I’m not a lawyer, although I did teach business law in China! But the core of corporate finance starts with understanding the nature of the firm. A corporation is an independent entity. It has the same rights and responsibilities as a natural person. It has freedom of speech, the right to a fair trial, rights of habeas corpus. It cannot be compelled to quarter soldiers. Mitt Romney wasn’t saying anything new when he said that “corporations are people, my friend“. That has been enshrined in American law for a long time.
As an independent entity, a corporation – not its owners – can be sued directly. The owners are not personally liable for the corporation’s behavior. They can lose the value of their investment in the firm, but no more. Their personal assets (house, car, pension, other investments, etc.) cannot be touched. Furthermore, shares in a corporation can be transferred to new owners with no effect on the corporation itself. It continues, independent of its owners.
This is important. Without it, the risk of starting a business would be so great that no one would do it. When someone starts a company, the entrepreneur is risking a livelihood along with the amount invested, but no more. Without a known worst-case scenario, there would be no new business formation.
Corporations are normally taxed independently of the owners as well. Sometimes, this creates a tax advantage (although not always; much depends on the state.) Many individuals choose to incorporate their business in order to convert their profits from salary to dividends; salary is subject to Social Security taxes, but dividends are not.
Finally, corporations are governed by a board of directors who are supposed to represent the best interests of the shareholders. In recent years, the courts have followed Milton Friedman’s dictate that the sole purpose of the corporation is to maximize shareholders’ economic value. Period. This is a controversial position, to be sure, but it has been the basis for decisions about fiduciary responsibility over the last several decades. Every business school student learns about it; most of the debates about Friedman’s dictum are about short-term value versus long-term value, not about whether a corporation has a different purpose.
In Burwell vs. Hobby Lobby, the owners of the Hobby Lobby craft stores argued that they should not have to include contraception methods that the owners found to be morally objectionable. Despite a rich trove of statute and common law finding that corporations are separate legal entities, that their owners have limited liability, and that they have no purpose other than maximizing economic value, the Supreme Court said that “Corporations, “separate and apart from” the human beings who own, run, and are employed by them, cannot do anything at all.”
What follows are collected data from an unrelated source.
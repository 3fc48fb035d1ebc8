use std::collections::HashSet;

use once_cell::sync::Lazy;
use regex::Regex;

use crate::models::CellValue;

static NUMERIC_CELL: Lazy<Regex> = Lazy::new(|| {
    Regex::new(r"^\s*[-+]?(\d+\.?\d*|\.\d+)([eE][-+]?\d+)?\s*$").unwrap()
});

static TRAILING_EXTENSION: Lazy<Regex> = Lazy::new(|| Regex::new(r"\.[^/.]+$").unwrap());

const EMPTY_HEADER: &str = "__EMPTY";
const DEFAULT_SHEET_NAME: &str = "data";

/// Returns `name` unchanged unless it is blank or already taken, in which case a
/// placeholder or numeric suffix keeps the header set unique.
pub fn unique_header(name: &str, existing_names: &mut HashSet<String>) -> String {
    let base_name = if name.is_empty() { EMPTY_HEADER } else { name };

    let mut candidate = base_name.to_string();
    let mut counter = 1;
    while !existing_names.insert(candidate.clone()) {
        candidate = format!("{}_{}", base_name, counter);
        counter += 1;
    }

    candidate
}

/// Types one raw text cell. Empty cells yield `None` and are left out of the row.
pub fn coerce_cell(raw: &str) -> Option<CellValue> {
    if raw.is_empty() {
        return None;
    }

    if NUMERIC_CELL.is_match(raw) {
        // Overflow to infinity would serialize as null; keep the text instead.
        if let Some(n) = raw.trim().parse::<f64>().ok().filter(|n| n.is_finite()) {
            return Some(CellValue::Number(n));
        }
    }

    Some(CellValue::Text(raw.to_string()))
}

/// `sales.2024.csv` -> `sales.2024`; falls back to `data` when nothing is left.
pub fn sheet_name_from_file(file_name: &str) -> String {
    let stem = TRAILING_EXTENSION.replace(file_name, "");
    if stem.is_empty() {
        DEFAULT_SHEET_NAME.to_string()
    } else {
        stem.into_owned()
    }
}
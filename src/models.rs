use std::cmp::Ordering;
use std::collections::BTreeMap;

use serde::{Deserialize, Serialize};

/// A single cell, typed once at ingestion.
#[derive(Debug, Clone, PartialEq, Serialize, Deserialize)]
#[serde(untagged)]
pub enum CellValue {
    Number(f64),
    Text(String),
}

impl CellValue {
    pub fn is_number(&self) -> bool {
        matches!(self, CellValue::Number(_))
    }

    /// Total order over present values: numbers numerically, text lexicographically,
    /// numbers before text.
    pub fn natural_cmp(&self, other: &CellValue) -> Ordering {
        match (self, other) {
            (CellValue::Number(a), CellValue::Number(b)) => a.total_cmp(b),
            (CellValue::Text(a), CellValue::Text(b)) => a.cmp(b),
            (CellValue::Number(_), CellValue::Text(_)) => Ordering::Less,
            (CellValue::Text(_), CellValue::Number(_)) => Ordering::Greater,
        }
    }
}

/// Column name to value. Empty cells are simply absent.
pub type Row = BTreeMap<String, CellValue>;

#[derive(Debug, Clone, PartialEq, Serialize)]
pub struct Sheet {
    pub name: String,
    pub headers: Vec<String>,
    pub rows: Vec<Row>,
}

impl Sheet {
    pub fn row_count(&self) -> usize {
        self.rows.len()
    }

    pub fn has_header(&self, column: &str) -> bool {
        self.headers.iter().any(|h| h == column)
    }
}

/// Every sheet that survived ingestion of one uploaded file. Never empty.
#[derive(Debug, Clone, PartialEq)]
pub struct Workbook {
    pub file_name: String,
    pub sheets: Vec<Sheet>,
}

impl Workbook {
    pub fn sheet(&self, index: usize) -> Option<&Sheet> {
        self.sheets.get(index)
    }

    pub fn sheet_count(&self) -> usize {
        self.sheets.len()
    }
}

#[derive(Debug, Clone, Copy, PartialEq, Eq, Serialize, Deserialize)]
#[serde(rename_all = "lowercase")]
pub enum SortDirection {
    Ascending,
    Descending,
}

#[derive(Debug, Clone, PartialEq, Eq, Serialize, Deserialize)]
pub struct SortDirective {
    pub column: String,
    pub direction: SortDirection,
}

impl SortDirective {
    /// Directive produced by clicking `column` while `current` is active.
    pub fn toggle(current: Option<&SortDirective>, column: &str) -> SortDirective {
        let direction = match current {
            Some(c) if c.column == column && c.direction == SortDirection::Ascending => {
                SortDirection::Descending
            }
            _ => SortDirection::Ascending,
        };
        SortDirective { column: column.to_string(), direction }
    }
}

#[derive(Debug, Clone, Copy, PartialEq, Eq, Default, Serialize, Deserialize)]
#[serde(rename_all = "lowercase")]
pub enum ChartKind {
    #[default]
    Bar,
    Line,
}

#[derive(Debug, Clone, PartialEq, Eq, Default, Serialize, Deserialize)]
pub struct ChartSelection {
    #[serde(default)]
    pub chart_kind: ChartKind,
    #[serde(default)]
    pub x_column: Option<String>,
    #[serde(default)]
    pub y_column: Option<String>,
}

#[derive(Debug, Clone, Copy, PartialEq, Eq, Default, Serialize, Deserialize)]
#[serde(rename_all = "lowercase")]
pub enum View {
    #[default]
    Table,
    Chart,
}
Yes, that’s true, for all practical purposes. But the law is not always practical. The corporate personhood fiction was created to serve certain specific purposes. If it can easily be waived when it is convenient for the owners, what’s to stop it from being waived when it is inconvenient for them?
If I were a tort lawyer, I’d be very excited right now. If owners can transfer their moral accountability onto the corporation, why shouldn’t those wronged by the corporation be able to draw on the moral (and financial) accountability of the owners? Burwell vs. Hobby Lobby has poked a few holes in the corporate veil, and that may end up having serious effects on new business formation.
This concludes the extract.